ところで、小倉孝誠「手紙を読む――ゾラの『書簡集』をめぐって」には次のようにあります。
フランスの出版界における近年の傾向として、大作家の書簡集に関しては作家が書き送った手紙だけでなく、その作家が受け取った手紙、さらにはその作家をめぐって第三者同士のあいだで交わされた手紙までも収集するという動きが目立つ。フランス語では Correspondance générale と呼ばれる。ヴォルテールやルソーに関しては、すでに1960年代からそのような試みが実現していた。19 世紀の作家をめぐる最近の顕著な成果としてはスタンダールの書簡集 (6 巻、1997 -99) ゴーティエの書簡集 (12 巻、1985 -2000)、ミシュレの書簡集 (12 巻、1994 -2001)、そして1995年に刊行が始まったエルネスト・ルナンの書簡集(現在のところ3巻まで刊行)などが挙げられよう。
大変魅力的な話ではあるのですが、問題は紙の出版物で往復書簡集のようなもの、あるいは第三者が作家についてやりとりした手紙まで含めるとなると、膨大かつ索然としたものになり、楽しみながら読むことが難しいように思います(=誰が買うんだ問題)。もし出版物にするならば、「誰と誰の論争を知りたい人は、何巻何番の書簡の次に何巻何番の書簡を読んでね」といったテーマ別のインデックスしおりのような付録がないと厳しそう。

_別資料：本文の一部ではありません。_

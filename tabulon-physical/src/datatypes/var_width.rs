use std::fmt::Debug;

use super::ElementType;

/// Values whose encoding is a byte string of arbitrary length.
///
/// Values are ordered by comparing their encodings lexicographically,
/// which for UTF-8 strings coincides with the order of their code points.
pub trait VarWidth: Clone + Debug + PartialEq + Send + Sync + 'static {
    /// Corresponding [ElementType]
    const ELEMENT_TYPE: ElementType;

    /// Encoding of this value.
    fn as_bytes(&self) -> &[u8];

    /// Decode a value that was previously encoded.
    fn from_bytes(bytes: &[u8]) -> Self;

    /// Return `true` if `bytes` is the encoding of some value.
    fn is_valid(_bytes: &[u8]) -> bool {
        true
    }
}

impl VarWidth for String {
    const ELEMENT_TYPE: ElementType = ElementType::String;

    fn as_bytes(&self) -> &[u8] {
        str::as_bytes(self)
    }

    fn from_bytes(bytes: &[u8]) -> Self {
        String::from_utf8_lossy(bytes).into_owned()
    }

    fn is_valid(bytes: &[u8]) -> bool {
        std::str::from_utf8(bytes).is_ok()
    }
}

impl VarWidth for Vec<u8> {
    const ELEMENT_TYPE: ElementType = ElementType::Bytes;

    fn as_bytes(&self) -> &[u8] {
        self.as_slice()
    }

    fn from_bytes(bytes: &[u8]) -> Self {
        bytes.to_vec()
    }
}

#[cfg(test)]
mod test {
    use super::VarWidth;

    #[test]
    fn utf8_validation() {
        assert!(<String as VarWidth>::is_valid("grüße".as_bytes()));
        assert!(!<String as VarWidth>::is_valid(&[0xff, 0xfe]));
        assert!(<Vec<u8> as VarWidth>::is_valid(&[0xff, 0xfe]));
    }

    #[test]
    fn byte_order_matches_string_order() {
        let mut words = vec!["zebra", "Äpfel", "apple", "", "apples"];
        let mut by_bytes = words.clone();
        words.sort();
        by_bytes.sort_by(|a, b| a.as_bytes().cmp(b.as_bytes()));
        assert_eq!(words, by_bytes);
    }
}
impl DictStore {
    /// Combine a dictionary with codes into it.
    pub fn from_parts(dictionary: Arc<Dictionary>, codes: Codes) -> Result<Self> {
        let distinct = dictionary.len() as u64;
        if let Some(index) = (0..codes.len()).find(|&index| u64::from(codes.code(index)) >= distinct) {
            return Err(Error::invalid_argument(format!(
                "code {} at position {index} exceeds dictionary of {distinct} values",
                codes.code(index)
            )));
        }

        Ok(Self { codes, dictionary })
    }

    /// The codes of this store.
    pub fn codes(&self) -> &Codes {
        &self.codes
    }

    /// The dictionary of this store.
    pub fn dictionary(&self) -> &Arc<Dictionary> {
        &self.dictionary
    }

    /// The encoding of the value at `index`.
    pub fn bytes_at(&self, index: usize) -> &[u8] {
        self.dictionary.bytes(self.codes.code(index))
    }

    fn shares_dictionary(&self, other: &Self) -> bool {
        Arc::ptr_eq(&self.dictionary, &other.dictionary)
    }
}

impl ByteSized for DictStore {
    fn size_bytes(&self) -> u64 {
        self.codes.size_bytes() + self.dictionary.size_bytes()
    }
}

impl Storage for DictStore {
    type Item = String;
    type Staging = DictStaging;

    const ELEMENT_TYPE: ElementType = ElementType::DictString;

    fn empty(order: ByteOrder) -> Self {
        Self {
            codes: Codes::empty(CodeWidth::U8, order),
            dictionary: Arc::new(Dictionary {
                values: VarStore::empty(order),
                lookup: HashMap::new(),
            }),
        }
    }

    fn len(&self) -> usize {
        self.codes.len()
    }

    fn byte_order(&self) -> ByteOrder {
        self.codes.order()
    }

    fn get(&self, index: usize) -> String {
        String::from_bytes(self.bytes_at(index))
    }

    fn compare_values(left: &String, right: &String) -> Ordering {
        left.as_bytes().cmp(right.as_bytes())
    }

    fn compare_at(&self, i: usize, j: usize) -> Ordering {
        let (left, right) = (self.codes.code(i), self.codes.code(j));
        if left == right {
            return Ordering::Equal;
        }
        self.dictionary.bytes(left).cmp(self.dictionary.bytes(right))
    }

    fn compare_to(&self, index: usize, value: &String) -> Ordering {
        self.bytes_at(index).cmp(value.as_bytes())
    }

    fn compare_across(&self, index: usize, other: &Self, other_index: usize) -> Ordering {
        if self.shares_dictionary(other) && self.codes.code(index) == other.codes.code(other_index) {
            return Ordering::Equal;
        }
        self.bytes_at(index).cmp(other.bytes_at(other_index))
    }

    fn slice(&self, range: Range<usize>) -> Self {
        Self {
            codes: self.codes.view(range),
            dictionary: self.dictionary.clone(),
        }
    }

    fn is_heap(&self) -> bool {
        self.codes.is_heap() && self.dictionary.values.is_heap()
    }

    fn to_heap(&self) -> Self {
        if self.is_heap() {
            return self.clone();
        }

        Self {
            codes: self.codes.to_heap(),
            dictionary: Arc::new(self.dictionary.to_heap()),
        }
    }

    fn copy_range(&self, range: Range<usize>) -> Self {
        Self {
            codes: self.codes.copy_values(range),
            dictionary: self.dictionary.clone(),
        }
    }

    fn concat(&self, range: Range<usize>, other: &Self, other_range: Range<usize>) -> Result<Self> {
        let mut staging = DictStaging::derived(self, range.len() + other_range.len());
        for index in range {
            staging.push_from(self, index);
        }

        if self.shares_dictionary(other) {
            for index in other_range {
                staging.push_from(other, index);
            }
        } else {
            log::trace!(
                "re-encoding {} values into a dictionary of {} values",
                other_range.len(),
                self.dictionary.len()
            );
            for index in other_range {
                staging.push(&other.get(index))?;
            }
        }

        Ok(staging.freeze())
    }
}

こうした問題の一部分は、紙の出版物を作るのではなく、データベースをつくるという方法で乗り越えられますが、それでもそのデータベースを使いこなす検索ワードやタグをインデックスにした付録「しおり」をつけて読み物として面白くする工夫はやはり要るかなと思っています。
で、「漱石山脈書簡データベース」を作るとしたら、煤煙事件や朝日新聞文芸欄の時期や、修善寺の大患、漱石の死の前後など、手紙のやりとりで面白いところは色々あります。また個人的には没後の『漱石全集』の成立過程や、それと同時期に進行する「破船」事件も理解を深めたいところ。あるいはこれも漱石没後ですが、小宮豊隆が太田水穂らと芭蕉研究を展開していく過程も書簡に度々出てきます(太田の芭蕉研究は最近刊行された島崎藤村と創作の論理 栗原 悠(著) - 有志舎 でも度々取り上げられているホットなトピック)。研究者的な関心はそういう細かいところにまで行ってしまうんですが、それはともかく、おそらく文学ファンにとって面白いのは作家同士の心のかよった交流だと思うんですね。バズらせるために誇張した「文豪本」もあるなかで、じゃあ私が何ができるかというと、おもしろい資料を翻刻してアクセスしやすい形でまとめることくらいかなと思っています。